The robot is modeled as a unicycle, of which the action space consists of 81 discrete actions.

In this work, we follow the setting of discrete action space from previous works [14, 16, 20]. Specifically, the robot’s action at time t can be described by:

$$ a^{t}=({v_{0}^{t}},{\delta_{0}^{t}}), $$
(2)

where \({v_{0}^{t}}\) and \({\delta _{0}^{t}}\) are the target speed and steering angle of the robot. Specifically, the action space consists of the stop action (at = (0.0,0.0)) and 80 other discrete actions with 5 values of \({v_{0}^{t}}\) evenly spaced in (0, vp] and 16 values of \({\delta _{0}^{t}}\) evenly spaced in [0, 2π). The setting can be easily extended to car-like robots by limiting the steering angle.

3.1.3 State transition model

Assumption 3

There is no communication among agents, and they make their decisions independently.

The state transition model P(st+ 1, rt|st, at) is determined by the agents’ kinematics. To simplify the problem, all simulated pedestrians are set as holonomic agents, and their kinodynamic constraints are omitted. Their actions have the same form as \({a_{0}^{t}}\), but their action space is continuous. Besides, it should be noted that due to the lack of a communication network, agents are never informed of others’ actions. Therefore, pedestrians’ actions are unknown for the robot and the crowd navigation problem is always modeled further as a partially observable markov decision problem (POMDP) [15, 19, 20]. Then, the state transition model of agent i can be described as:

$$ \begin{aligned} &\phi_{i}^{t+1} = {\phi_{i}^{t}} + {\delta_{i}^{t}} \\ &\textbf{v}_{i}^{t+1}=\left[{v_{i}^{t}}cos(\phi_{i}^{t+1}), {v_{i}^{t}}sin(\phi_{i}^{t+1})\right] \\ &\textbf{p}_{i}^{t+1}=\textbf{p}_{i}^{t}+\textbf{v}_{i}^{t+1}\bigtriangleup t. \end{aligned} $$
(3)

Here, △ t is the time step, which is set to 0.25 s. As mentioned above, the robot has never been informed of pedestrians’ actions.
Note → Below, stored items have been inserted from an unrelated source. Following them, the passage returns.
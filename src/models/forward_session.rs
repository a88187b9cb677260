use crate::models::SubscriptionKind;
use serde::{Deserialize, Serialize};

/// A pending `/forward_to` interaction, stored under `fwd_session:<uuid>`
/// with a TTL. Consumed and deleted by the callback handler.
#[derive(Debug, Clone, Eq, PartialEq, Serialize, Deserialize)]
#[serde(rename_all = "camelCase")]
pub struct ForwardSession {
    pub target_chat_id: i64,
    #[serde(default)]
    pub target_thread_id: Option<i32>,
    pub source_chat_id: i64,
    #[serde(default)]
    pub source_thread_id: Option<i32>,
    pub sub_map: Vec<SessionSubscription>,
}

#[derive(Debug, Clone, Eq, PartialEq, Serialize, Deserialize)]
#[serde(rename_all = "camelCase")]
pub struct SessionSubscription {
    #[serde(rename = "type")]
    pub kind: SubscriptionKind,
    pub channel_name: String,
    pub rss_url: String,
}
Therefore, it only knows its own state transition model and has to build a trajectory predictor for pedestrians to replace their state transition model, such as a linear motion model [14, 16], and a recurrent neural network [20].

3.1.4 Reward function

The reward function is a highly essential point in DRL. However, previous studies [14, 15, 20] directly apply the reward function from [16], which was originally designed to resolve the noncommunicating two-agent collision avoidance problem. As the scene continues to expand, the mismatched reward makes the training process challenging and results in poor training convergence [20]. Therefore, the reward function is redesigned in this work, which includes three parts: rg, rc and rs. Among them, rg is designed to navigate the robot towards its goal, rc is built to penalize collision cases, and rs is designed to reward the robot for maintaining a safe distance from all pedestrians. Formally, the reward function at time t can be given as:

$$ r^{t}={r_{g}^{t}}+{r_{c}^{t}}+{r_{s}^{t}}, $$
(4)

where \({r_{g}^{t}}\), \({r_{c}^{t}}\) and \({r_{s}^{t}}\) are given by:

$$ {r_{g}^{t}}=\left\{ \begin{aligned} &0.25 \qquad \qquad \text{if} \quad ||\textbf{p}_{0}^{t} - \textbf{g}_{0}||<0.2 \\ &0.2(||\textbf{p}_{0}^{t-1} - \textbf{g}_{0}||-||\textbf{p}_{0}^{t} - \textbf{g}_{0}||) \quad \text{otherwise} \end{aligned} \right. $$
(5)
$$ {r_{c}^{t}}=\left\{ \begin{aligned} &-0.25 && \text{if} \quad ||\textbf{p}_{0}^{t} - \textbf{p}_{i}^{t}|| < \rho_{0}+\rho_{i} \\ & 0 && \text{otherwise} \end{aligned} \right. $$
(6)
$$ \begin{aligned} {r_{s}^{t}}&=\sum\limits_{i=1}^{N}f({\mu^{t}_{i}},\mu_{s}) \\ f({\mu^{t}_{i}},\mu_{s})&=\left\{ \begin{aligned} & {\mu^{t}_{i}} - \mu_{s} && \text{if} \quad {\mu^{t}_{i}}<0.2 \\ & 0 && \text{otherwise}, \end{aligned} \right. \end{aligned} $$
(7)

where μs = 0.2 denotes the threshold distance that the robot needs to maintain from pedestrians at all times, and \({\mu ^{t}_{i}}\) is the actual minimum separation distance between the robot and the i th pedestrian at time t. Note that these parameters in the reward function are determined experimentally.

3.1.5 Deep Q-learning

After formulating the crowd navigation problem as an MDP, we can utilize deep Q-learning, a type of model-free RL, to find the optimal policy, which maps the agent-level state st to the optimal action at. The optimal policy is defined as \(\pi ^{*}:s^{t} \rightarrow a^{t}\). The corresponding optimal state-action function is denoted by Q(st, at), which indicates the expected discounted return of (st, at) in reaching its goal. Therefore, the optimal policy \(\pi ^{*}:s^{t}\rightarrow a^{t}\) can be determined by the optimal state-action value function Q(st, at), which is described by:

$$ \pi^{*}(s^{t}) =\underset{a^{t}}{\arg\max}Q^{*}(s^{t},a^{t}). $$
(8)

Then, finding the optimal policy can be transformed into the problem of finding the optimal state-action value function. Because the optimal state-action value function satisfies the Bellman optimal equation, described in (9), the Bellman update equation is built to optimize the state-action value function recursively.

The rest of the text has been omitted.